* **What needs to be done**
When the string "impl" is part of a line below, that line should be copied.
============================================================
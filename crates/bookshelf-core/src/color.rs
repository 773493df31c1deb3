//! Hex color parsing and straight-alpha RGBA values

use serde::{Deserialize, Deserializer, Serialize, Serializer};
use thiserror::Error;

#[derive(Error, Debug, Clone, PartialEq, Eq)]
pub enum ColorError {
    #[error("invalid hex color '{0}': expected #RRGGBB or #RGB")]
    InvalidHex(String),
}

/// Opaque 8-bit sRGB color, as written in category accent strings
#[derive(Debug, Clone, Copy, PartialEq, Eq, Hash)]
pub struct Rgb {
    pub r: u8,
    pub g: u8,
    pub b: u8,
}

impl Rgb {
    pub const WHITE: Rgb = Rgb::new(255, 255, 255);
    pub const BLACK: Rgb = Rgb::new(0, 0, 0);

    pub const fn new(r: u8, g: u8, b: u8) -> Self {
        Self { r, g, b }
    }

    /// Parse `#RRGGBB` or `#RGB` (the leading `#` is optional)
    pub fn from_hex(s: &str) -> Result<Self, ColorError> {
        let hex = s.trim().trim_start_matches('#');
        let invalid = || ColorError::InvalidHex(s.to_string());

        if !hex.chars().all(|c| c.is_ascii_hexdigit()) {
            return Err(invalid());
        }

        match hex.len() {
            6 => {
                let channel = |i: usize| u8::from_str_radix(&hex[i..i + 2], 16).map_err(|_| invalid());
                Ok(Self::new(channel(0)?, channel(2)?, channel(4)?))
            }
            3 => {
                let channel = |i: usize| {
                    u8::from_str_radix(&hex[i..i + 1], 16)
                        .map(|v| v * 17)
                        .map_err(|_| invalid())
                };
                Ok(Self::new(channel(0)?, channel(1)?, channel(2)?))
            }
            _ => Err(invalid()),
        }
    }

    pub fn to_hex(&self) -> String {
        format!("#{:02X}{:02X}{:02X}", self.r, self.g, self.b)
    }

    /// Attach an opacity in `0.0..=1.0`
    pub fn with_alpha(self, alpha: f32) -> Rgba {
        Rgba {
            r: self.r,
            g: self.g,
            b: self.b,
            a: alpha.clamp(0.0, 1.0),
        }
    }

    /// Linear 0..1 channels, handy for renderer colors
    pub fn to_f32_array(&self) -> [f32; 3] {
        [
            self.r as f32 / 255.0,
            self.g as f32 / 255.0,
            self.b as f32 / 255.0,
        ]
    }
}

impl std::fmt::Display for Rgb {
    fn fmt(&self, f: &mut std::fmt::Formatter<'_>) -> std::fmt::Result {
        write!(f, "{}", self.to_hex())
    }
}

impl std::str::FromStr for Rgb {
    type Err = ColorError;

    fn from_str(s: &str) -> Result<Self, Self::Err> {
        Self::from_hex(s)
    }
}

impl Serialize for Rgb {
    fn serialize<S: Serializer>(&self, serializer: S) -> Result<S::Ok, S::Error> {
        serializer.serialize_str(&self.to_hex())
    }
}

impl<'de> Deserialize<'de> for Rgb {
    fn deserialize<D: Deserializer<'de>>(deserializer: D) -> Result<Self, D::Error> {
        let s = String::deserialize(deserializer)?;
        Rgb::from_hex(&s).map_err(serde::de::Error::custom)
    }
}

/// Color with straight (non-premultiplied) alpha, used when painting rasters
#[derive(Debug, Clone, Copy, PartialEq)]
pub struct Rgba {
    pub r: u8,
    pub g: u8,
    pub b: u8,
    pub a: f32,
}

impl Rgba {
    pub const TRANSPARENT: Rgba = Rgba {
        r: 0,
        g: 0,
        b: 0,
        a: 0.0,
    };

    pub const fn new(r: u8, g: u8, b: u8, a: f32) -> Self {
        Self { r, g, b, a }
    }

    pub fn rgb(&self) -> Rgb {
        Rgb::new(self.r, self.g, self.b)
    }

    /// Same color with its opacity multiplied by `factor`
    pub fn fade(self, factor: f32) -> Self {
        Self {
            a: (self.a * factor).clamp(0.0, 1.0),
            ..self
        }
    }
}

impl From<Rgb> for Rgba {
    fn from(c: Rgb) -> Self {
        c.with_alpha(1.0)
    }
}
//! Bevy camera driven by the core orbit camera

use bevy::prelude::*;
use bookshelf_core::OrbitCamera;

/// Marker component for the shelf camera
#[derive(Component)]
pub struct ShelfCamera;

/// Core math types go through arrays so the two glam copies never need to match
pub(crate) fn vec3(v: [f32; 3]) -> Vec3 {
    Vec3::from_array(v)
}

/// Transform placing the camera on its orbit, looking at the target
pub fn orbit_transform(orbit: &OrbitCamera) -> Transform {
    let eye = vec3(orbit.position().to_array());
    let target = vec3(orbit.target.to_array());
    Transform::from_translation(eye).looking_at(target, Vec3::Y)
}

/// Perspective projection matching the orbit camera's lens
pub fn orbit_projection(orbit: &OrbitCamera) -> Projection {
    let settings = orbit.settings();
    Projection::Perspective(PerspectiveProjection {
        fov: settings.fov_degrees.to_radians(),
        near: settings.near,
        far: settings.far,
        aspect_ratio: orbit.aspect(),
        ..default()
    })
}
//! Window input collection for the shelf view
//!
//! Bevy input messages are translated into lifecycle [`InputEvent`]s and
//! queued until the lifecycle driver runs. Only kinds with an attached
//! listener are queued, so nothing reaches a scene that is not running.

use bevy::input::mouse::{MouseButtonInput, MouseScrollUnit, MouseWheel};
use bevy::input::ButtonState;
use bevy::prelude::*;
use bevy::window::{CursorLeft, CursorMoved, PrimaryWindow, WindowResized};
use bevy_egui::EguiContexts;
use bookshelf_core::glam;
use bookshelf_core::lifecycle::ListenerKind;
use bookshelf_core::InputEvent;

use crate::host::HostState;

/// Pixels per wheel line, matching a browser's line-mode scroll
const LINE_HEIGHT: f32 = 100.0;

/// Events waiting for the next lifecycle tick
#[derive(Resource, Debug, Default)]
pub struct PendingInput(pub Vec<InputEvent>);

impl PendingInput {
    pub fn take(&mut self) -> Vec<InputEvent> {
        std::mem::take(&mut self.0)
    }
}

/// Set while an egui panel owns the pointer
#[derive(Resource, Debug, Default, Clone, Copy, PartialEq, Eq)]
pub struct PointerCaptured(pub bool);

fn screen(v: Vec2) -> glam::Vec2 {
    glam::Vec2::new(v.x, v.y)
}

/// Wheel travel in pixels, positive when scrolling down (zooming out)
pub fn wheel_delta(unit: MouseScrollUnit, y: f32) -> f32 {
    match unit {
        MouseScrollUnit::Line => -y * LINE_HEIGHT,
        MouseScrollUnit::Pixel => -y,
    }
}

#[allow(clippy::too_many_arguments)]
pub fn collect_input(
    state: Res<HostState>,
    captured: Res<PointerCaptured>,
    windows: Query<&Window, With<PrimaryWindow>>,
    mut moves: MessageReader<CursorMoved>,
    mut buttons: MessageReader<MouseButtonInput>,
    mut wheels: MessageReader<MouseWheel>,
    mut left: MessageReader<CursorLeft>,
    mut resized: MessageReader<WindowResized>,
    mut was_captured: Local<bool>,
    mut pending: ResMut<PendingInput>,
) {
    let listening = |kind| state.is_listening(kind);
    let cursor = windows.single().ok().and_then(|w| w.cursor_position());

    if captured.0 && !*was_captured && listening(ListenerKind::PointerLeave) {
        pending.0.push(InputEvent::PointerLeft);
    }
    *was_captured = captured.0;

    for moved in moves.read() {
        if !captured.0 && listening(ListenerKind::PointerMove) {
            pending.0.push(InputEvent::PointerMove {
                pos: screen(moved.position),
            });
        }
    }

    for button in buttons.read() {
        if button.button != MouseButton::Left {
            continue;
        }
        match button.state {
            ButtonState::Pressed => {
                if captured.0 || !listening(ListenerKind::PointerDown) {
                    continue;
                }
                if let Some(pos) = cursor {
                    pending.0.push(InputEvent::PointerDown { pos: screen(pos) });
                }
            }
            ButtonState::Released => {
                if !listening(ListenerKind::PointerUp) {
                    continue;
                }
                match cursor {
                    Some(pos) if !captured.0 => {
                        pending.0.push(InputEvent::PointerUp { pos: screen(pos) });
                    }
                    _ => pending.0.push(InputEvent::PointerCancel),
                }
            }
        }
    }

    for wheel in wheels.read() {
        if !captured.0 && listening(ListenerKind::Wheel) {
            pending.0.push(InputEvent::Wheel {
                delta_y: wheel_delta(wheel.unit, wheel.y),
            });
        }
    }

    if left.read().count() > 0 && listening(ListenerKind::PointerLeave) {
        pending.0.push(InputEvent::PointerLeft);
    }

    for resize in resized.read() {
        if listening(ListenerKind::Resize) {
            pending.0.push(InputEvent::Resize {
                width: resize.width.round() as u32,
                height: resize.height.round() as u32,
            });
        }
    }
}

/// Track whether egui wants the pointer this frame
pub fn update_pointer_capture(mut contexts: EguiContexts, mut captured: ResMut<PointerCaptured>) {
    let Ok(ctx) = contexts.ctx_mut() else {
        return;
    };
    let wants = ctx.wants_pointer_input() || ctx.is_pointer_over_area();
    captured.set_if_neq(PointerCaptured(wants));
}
============================================================
* **Written answer**
impl Rgb {
impl std::fmt::Display for Rgb {
impl std::str::FromStr for Rgb {
impl Serialize for Rgb {
impl<'de> Deserialize<'de> for Rgb {
impl Rgba {
impl From<Rgb> for Rgba {
impl PendingInput {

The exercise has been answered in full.